On January 11, a forthcoming trilateral agreement involving Turkey, Romania, and Bulgaria is slated to be formalized in Istanbul. The Turkish military will lead a collaborative demining mission in the Black Sea, as stipulated by the terms of this agreement.
Amidst the ongoing Russia-Ukraine conflict, the Black Sea has assumed paramount importance as a critical and exclusive maritime route for the export of Ukrainian grain. It is imperative to underscore that this trade serves as a financial lifeline for Ukraine’s domestic defense efforts in the war against Russia.
While all three participating nations are NATO members, it is crucial to recognize that this Black Sea demining operation falls outside the purview of NATO. From an expert standpoint, these proactive measures by the three Baltic nations, each endowed with extensive Black Sea access, are aimed at securing commercial maritime routes.
Notably, Turkey, as the ‘keeper of the Bosphorus key,’ prohibits warships from other NATO nations from entering the Black Sea via the Bosphorus. Turkey’s rationale is to avoid further escalating the already tense relations between NATO and Russia, particularly during a conflict along one of the Black Sea coasts.

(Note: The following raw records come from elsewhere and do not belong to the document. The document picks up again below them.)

//! Payment verification tests: admin decisions and gateway callbacks.

#![allow(clippy::unwrap_used, clippy::expect_used, clippy::panic)]

mod common;

use arena::services::{NotificationAck, VerificationDecision, VerifyPayment};
use arena_core::commerce::{
    CartStatus, PaymentStatus, RegistrationStatus, VerificationOutcome, VerificationSource,
};
use arena_core::store::{DISPLAY_CODE_CONSTRAINT, REGISTRATION_NUMBER_CONSTRAINT};
use arena_core::ArenaError;
use arena_testing::{ScriptedCodeGenerator, SentMail};
use common::{card_request, TestApp};

fn approve(app: &TestApp, index: usize) -> VerifyPayment {
    let registration = &app.store.registrations()[index];
    VerifyPayment {
        payment_id: registration.payment_id.unwrap(),
        registration_id: registration.id,
        decision: VerificationDecision::Approve,
    }
}

fn reject(app: &TestApp, index: usize, reason: &str) -> VerifyPayment {
    VerifyPayment {
        decision: VerificationDecision::Reject {
            reason: reason.to_string(),
        },
        ..approve(app, index)
    }
}

#[tokio::test]
async fn test_admin_approval_confirms_registration() {
    let app = TestApp::new();
    let catalog = app.catalog();
    let member = app.member("nimal@example.com");
    let admin = app.admin("admin@arena.test");
    app.add(&member, &catalog.individual, 1).await;
    let order_id = app.bank_checkout(&member).await;

    let updated = app
        .services()
        .verification
        .verify_payment(&admin, approve(&app, 0))
        .await
        .unwrap();

    assert_eq!(updated.status, RegistrationStatus::Confirmed);
    assert_eq!(updated.display_code.as_deref(), Some("RBT26-0001"));
    assert_eq!(updated.confirmed_at, Some(app.now()));

    let payment = &app.store.payments()[0];
    assert_eq!(payment.status, PaymentStatus::Completed);
    let audit = &payment.metadata.verification;
    assert_eq!(audit.len(), 1);
    assert_eq!(audit[0].outcome, VerificationOutcome::Approved);
    assert_eq!(audit[0].source, VerificationSource::Admin);
    assert_eq!(audit[0].verified_by, Some(admin.id));
    assert_eq!(audit[0].registration_id, Some(updated.id));

    let sent = app.mailer.sent();
    let SentMail::PaymentVerified(email) = sent.last().unwrap() else {
        panic!("expected a verified email, got {sent:?}");
    };
    assert_eq!(email.to, "nimal@example.com");
    assert_eq!(email.order_id, order_id);
    assert_eq!(email.registration.registration_type_name, "Individual");
}

#[tokio::test]
async fn test_admin_rejection_cancels_registration() {
    let app = TestApp::new();
    let catalog = app.catalog();
    let member = app.member("nimal@example.com");
    let admin = app.admin("admin@arena.test");
    app.add(&member, &catalog.individual, 1).await;
    app.bank_checkout(&member).await;

    let err = app
        .services()
        .verification
        .verify_payment(&admin, reject(&app, 0, "   "))
        .await
        .unwrap_err();
    assert!(matches!(err, ArenaError::Validation(_)));
    assert_eq!(app.store.payments()[0].status, PaymentStatus::Pending);

    let updated = app
        .services()
        .verification
        .verify_payment(&admin, reject(&app, 0, "Slip amount does not match"))
        .await
        .unwrap();

    assert_eq!(updated.status, RegistrationStatus::Cancelled);
    assert_eq!(updated.display_code, None);
    let payment = &app.store.payments()[0];
    assert_eq!(payment.status, PaymentStatus::Failed);
    assert_eq!(
        payment.metadata.verification[0].reject_reason.as_deref(),
        Some("Slip amount does not match")
    );

    let sent = app.mailer.sent();
    let SentMail::PaymentRejected(email) = sent.last().unwrap() else {
        panic!("expected a rejection email, got {sent:?}");
    };
    assert_eq!(email.reason, "Slip amount does not match");
}

#[tokio::test]
async fn test_only_admins_verify() {
    let app = TestApp::new();
    let catalog = app.catalog();
    let member = app.member("nimal@example.com");
    let moderator = app.moderator("mod@arena.test");
    app.add(&member, &catalog.individual, 1).await;
    app.bank_checkout(&member).await;

    for user in [&member, &moderator] {
        let err = app
            .services()
            .verification
            .verify_payment(user, approve(&app, 0))
            .await
            .unwrap_err();
        assert!(matches!(err, ArenaError::Forbidden(_)));
    }
    assert_eq!(
        app.store.registrations()[0].status,
        RegistrationStatus::Pending
    );
}

#[tokio::test]
async fn test_registration_must_belong_to_payment() {
    let app = TestApp::new();
    let catalog = app.catalog();
    let ana = app.member("ana@example.com");
    let ben = app.member("ben@example.com");
    let admin = app.admin("admin@arena.test");
    app.add(&ana, &catalog.individual, 1).await;
    app.bank_checkout(&ana).await;
    app.add(&ben, &catalog.individual, 1).await;
    app.bank_checkout(&ben).await;

    let mut request = approve(&app, 0);
    request.registration_id = app.store.registrations()[1].id;
    let err = app
        .services()
        .verification
        .verify_payment(&admin, request)
        .await
        .unwrap_err();
    assert!(matches!(err, ArenaError::Validation(_)));

    let mut request = approve(&app, 0);
    request.payment_id = arena_core::types::PaymentId::new();
    let err = app
        .services()
        .verification
        .verify_payment(&admin, request)
        .await
        .unwrap_err();
    assert!(matches!(err, ArenaError::NotFound { entity: "payment", .. }));
}

#[tokio::test]
async fn test_display_codes_unique_within_competition() {
    let app = TestApp::with_codes(ScriptedCodeGenerator::new().with_display_serials([7, 7, 8]));
    let catalog = app.catalog();
    let member = app.member("nimal@example.com");
    let admin = app.admin("admin@arena.test");
    app.add(&member, &catalog.individual, 1).await;
    app.add(&member, &catalog.team, 2).await;
    app.bank_checkout(&member).await;

    let first = app
        .services()
        .verification
        .verify_payment(&admin, approve(&app, 0))
        .await
        .unwrap();
    let second = app
        .services()
        .verification
        .verify_payment(&admin, approve(&app, 1))
        .await
        .unwrap();

    assert_eq!(first.display_code.as_deref(), Some("RBT26-0007"));
    assert_eq!(second.display_code.as_deref(), Some("RBT26-0008"));
}

#[tokio::test]
async fn test_reapproval_keeps_display_code() {
    let app = TestApp::new();
    let catalog = app.catalog();
    let member = app.member("nimal@example.com");
    let admin = app.admin("admin@arena.test");
    app.add(&member, &catalog.individual, 1).await;
    app.bank_checkout(&member).await;

    let first = app
        .services()
        .verification
        .verify_payment(&admin, approve(&app, 0))
        .await
        .unwrap();
    let again = app
        .services()
        .verification
        .verify_payment(&admin, approve(&app, 0))
        .await
        .unwrap();

    assert_eq!(first.display_code, again.display_code);
    assert_eq!(app.store.payments()[0].metadata.verification.len(), 2);
}

#[tokio::test]
async fn test_display_code_taken_at_write_is_redrawn() {
    let app = TestApp::with_codes(ScriptedCodeGenerator::new().with_display_serials([3, 4]));
    let catalog = app.catalog();
    let member = app.member("nimal@example.com");
    let admin = app.admin("admin@arena.test");
    app.add(&member, &catalog.individual, 1).await;
    app.bank_checkout(&member).await;

    app.store.inject_unique_violation(DISPLAY_CODE_CONSTRAINT);
    let updated = app
        .services()
        .verification
        .verify_payment(&admin, approve(&app, 0))
        .await
        .unwrap();

    assert_eq!(updated.display_code.as_deref(), Some("RBT26-0004"));
    assert_eq!(app.store.payments()[0].metadata.verification.len(), 1);
}

#[tokio::test]
async fn test_other_unique_violation_on_verify_is_not_retried() {
    let app = TestApp::new();
    let catalog = app.catalog();
    let member = app.member("nimal@example.com");
    let admin = app.admin("admin@arena.test");
    app.add(&member, &catalog.individual, 1).await;
    app.bank_checkout(&member).await;

    app.store.inject_unique_violation("payments_order_id_key");
    let err = app
        .services()
        .verification
        .verify_payment(&admin, approve(&app, 0))
        .await
        .unwrap_err();

    assert!(matches!(err, ArenaError::Conflict(_)));
    assert_eq!(app.store.registrations()[0].status, RegistrationStatus::Pending);
}

async fn card_order(app: &TestApp) -> String {
    let catalog = app.catalog();
    let member = app.member("nimal@example.com");
    app.add(&member, &catalog.individual, 1).await;
    app.services()
        .checkout
        .checkout(&member, card_request())
        .await
        .unwrap()
        .order_id()
        .to_string()
}

#[tokio::test]
async fn test_gateway_success_settles_payment() {
    let app = TestApp::new();
    let order_id = card_order(&app).await;

    let ack = app
        .services()
        .verification
        .handle_gateway_notification(app.notification(&order_id, "5000.00", 2))
        .await
        .unwrap();
    assert_eq!(ack, NotificationAck::Settled(1));

    let payment = &app.store.payments()[0];
    assert_eq!(payment.status, PaymentStatus::Completed);
    let notice = payment.metadata.gateway.as_ref().unwrap();
    assert_eq!(notice.status_code, 2);
    assert_eq!(notice.gateway_payment_id.as_deref(), Some("320025071"));
    assert_eq!(
        payment.metadata.verification[0].source,
        VerificationSource::Gateway
    );

    let registrations = app.store.registrations();
    assert_eq!(registrations.len(), 1);
    assert_eq!(registrations[0].status, RegistrationStatus::Confirmed);
    assert_eq!(registrations[0].display_code.as_deref(), Some("RBT26-0001"));
    assert_eq!(registrations[0].payment_id, Some(payment.id));
    assert_eq!(app.store.carts()[0].status, CartStatus::Completed);

    let sent = app.mailer.sent();
    assert_eq!(sent.len(), 1);
    assert!(matches!(sent[0], SentMail::PaymentVerified(_)));
}

#[tokio::test]
async fn test_settlement_redraws_codes_taken_at_write() {
    let codes = ScriptedCodeGenerator::new()
        .with_registration_numbers(["K7M2QX", "P3RT9W"])
        .with_display_serials([3, 4]);
    let app = TestApp::with_codes(codes);
    let order_id = card_order(&app).await;

    app.store.inject_unique_violation(REGISTRATION_NUMBER_CONSTRAINT);
    let ack = app
        .services()
        .verification
        .handle_gateway_notification(app.notification(&order_id, "5000.00", 2))
        .await
        .unwrap();

    assert_eq!(ack, NotificationAck::Settled(1));
    let registrations = app.store.registrations();
    assert_eq!(registrations.len(), 1);
    assert_eq!(registrations[0].registration_number, "P3RT9W");
    assert_eq!(registrations[0].display_code.as_deref(), Some("RBT26-0004"));
    assert_eq!(app.store.payments()[0].status, PaymentStatus::Completed);
}

#[tokio::test]
async fn test_items_added_after_card_checkout_survive_settlement() {
    let app = TestApp::new();
    let catalog = app.catalog();
    let member = app.member("nimal@example.com");
    app.add(&member, &catalog.individual, 1).await;
    let order_id = app
        .services()
        .checkout
        .checkout(&member, card_request())
        .await
        .unwrap()
        .order_id()
        .to_string();

    app.add(&member, &catalog.team, 2).await;
    let ack = app
        .services()
        .verification
        .handle_gateway_notification(app.notification(&order_id, "5000.00", 2))
        .await
        .unwrap();
    assert_eq!(ack, NotificationAck::Settled(1));
    assert_eq!(app.store.registrations().len(), 1);

    let carts = app.store.carts();
    assert_eq!(carts.len(), 2);
    assert_eq!(carts[0].status, CartStatus::Completed);
    assert_eq!(carts[1].status, CartStatus::Active);
    assert_eq!(carts[1].items.len(), 1);
    assert_eq!(carts[1].items[0].registration_type_id, catalog.team.id);

    let view = app.services().carts.view(&member).await.unwrap();
    assert_eq!(view.item_count, 1);
}

#[tokio::test]
async fn test_gateway_retry_is_acknowledged_without_changes() {
    let app = TestApp::new();
    let order_id = card_order(&app).await;
    let notification = app.notification(&order_id, "5000.00", 2);

    app.services()
        .verification
        .handle_gateway_notification(notification.clone())
        .await
        .unwrap();
    let ack = app
        .services()
        .verification
        .handle_gateway_notification(notification)
        .await
        .unwrap();

    assert_eq!(ack, NotificationAck::Unchanged);
    assert_eq!(app.store.registrations().len(), 1);
    assert_eq!(app.mailer.sent().len(), 1);
}

#[tokio::test]
async fn test_gateway_bad_signature_rejected() {
    let app = TestApp::new();
    let order_id = card_order(&app).await;
    let mut notification = app.notification(&order_id, "5000.00", 2);
    notification.status_code = -2;

    let err = app
        .services()
        .verification
        .handle_gateway_notification(notification)
        .await
        .unwrap_err();

    assert!(matches!(err, ArenaError::Validation(_)));
    assert_eq!(app.store.payments()[0].status, PaymentStatus::Pending);
}

#[tokio::test]
async fn test_gateway_amount_mismatch_rejected() {
    let app = TestApp::new();
    let order_id = card_order(&app).await;

    let err = app
        .services()
        .verification
        .handle_gateway_notification(app.notification(&order_id, "50.00", 2))
        .await
        .unwrap_err();

    assert!(matches!(err, ArenaError::Validation(_)));
    assert_eq!(app.store.payments()[0].status, PaymentStatus::Pending);
    assert!(app.store.registrations().is_empty());
}

#[tokio::test]
async fn test_gateway_failure_marks_payment_failed() {
    let app = TestApp::new();
    let order_id = card_order(&app).await;

    let ack = app
        .services()
        .verification
        .handle_gateway_notification(app.notification(&order_id, "5000.00", -2))
        .await
        .unwrap();

    assert_eq!(ack, NotificationAck::Failed);
    let payment = &app.store.payments()[0];
    assert_eq!(payment.status, PaymentStatus::Failed);
    assert_eq!(
        payment.metadata.verification[0].outcome,
        VerificationOutcome::Rejected
    );
    assert!(app.store.registrations().is_empty());
    // The cart was closed at checkout; the member starts a new one.
    assert_eq!(app.store.carts()[0].status, CartStatus::Completed);
}

#[tokio::test]
async fn test_gateway_pending_status_changes_nothing() {
    let app = TestApp::new();
    let order_id = card_order(&app).await;

    let ack = app
        .services()
        .verification
        .handle_gateway_notification(app.notification(&order_id, "5000.00", 0))
        .await
        .unwrap();

    assert_eq!(ack, NotificationAck::Unchanged);
    assert_eq!(app.store.payments()[0].status, PaymentStatus::Pending);
}

#[tokio::test]
async fn test_gateway_unknown_order_not_found() {
    let app = TestApp::new();

    let err = app
        .services()
        .verification
        .handle_gateway_notification(app.notification("ORDER-NOPE", "5000.00", 2))
        .await
        .unwrap_err();

    assert!(matches!(err, ArenaError::NotFound { entity: "order", .. }));
}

Turkey previously asserted its maritime authority when it learned of Britain’s intention to donate two minesweepers to Ukraine. Despite the primary destination not being Ukraine, Turkey, leveraging its jurisdiction over the Black Sea, blocked their entry. This restriction also applies to Russia’s attempts to reinforce its Black Sea Fleet, as Turkish authorities have denied access to Russian warships from the Baltic Fleet.
European publications have highlighted that Black Sea trade routes have been heavily mined since the outset of the Russia-Ukraine conflict. According to BulgarianMilitary.com, the Russian military initiated an incursion into Ukraine on February 21, 2022, which Moscow terms a “special military operation,” strategically avoiding the term ‘war,’ despite the on-ground situation implying otherwise.
The active presence of mines in the Black Sea currently poses a dual threat, impeding trade routes and restricting the export of Ukrainian grain, while also presenting a significant risk to the non-combatant states of Romania and Bulgaria. Despite their lack of direct involvement in ongoing conflicts, these nations are intricately connected to the region through the Black Sea, subjecting them to potential geopolitical hazards.
The joint demining operation in the Black Sea, conducted by the three Balkan nations, assumes a crucial role in addressing this threat. This initiative provides Romania with an opportune moment to leverage its latest defense assets, namely, the advanced minesweepers HMS Blythe and HMS Pembroke, acquired from Great Britain in 2021.
Procured even before the escalation of hostilities, these state-of-the-art vessels have seamlessly integrated into the Romanian fleet. Their incorporation allows the minesweepers unrestricted access to and from the Black Sea, facilitated by their new home ports in Romania. Consequently, there is a high likelihood that Bucharest will obtain the necessary permissions from Ankara for the passage of these ships through the Bosphorus into the Black Sea.
The Treaty of Montreux, signed on July 20, 1936, solidifies the regulations governing the closure of the strait. This historical agreement grants Turkey exclusive sovereign jurisdiction over the Dardanelles, the Sea of Marmara, and the Bosphorus. In addition to addressing international transit rights, the treaty empowers Turkey to close the strait during times of war. Signatories to this pivotal treaty include Turkey, Great Britain, France, Japan, USSR, Bulgaria, Romania, Greece, and Yugoslavia. Italy also joined this significant agreement in 1938.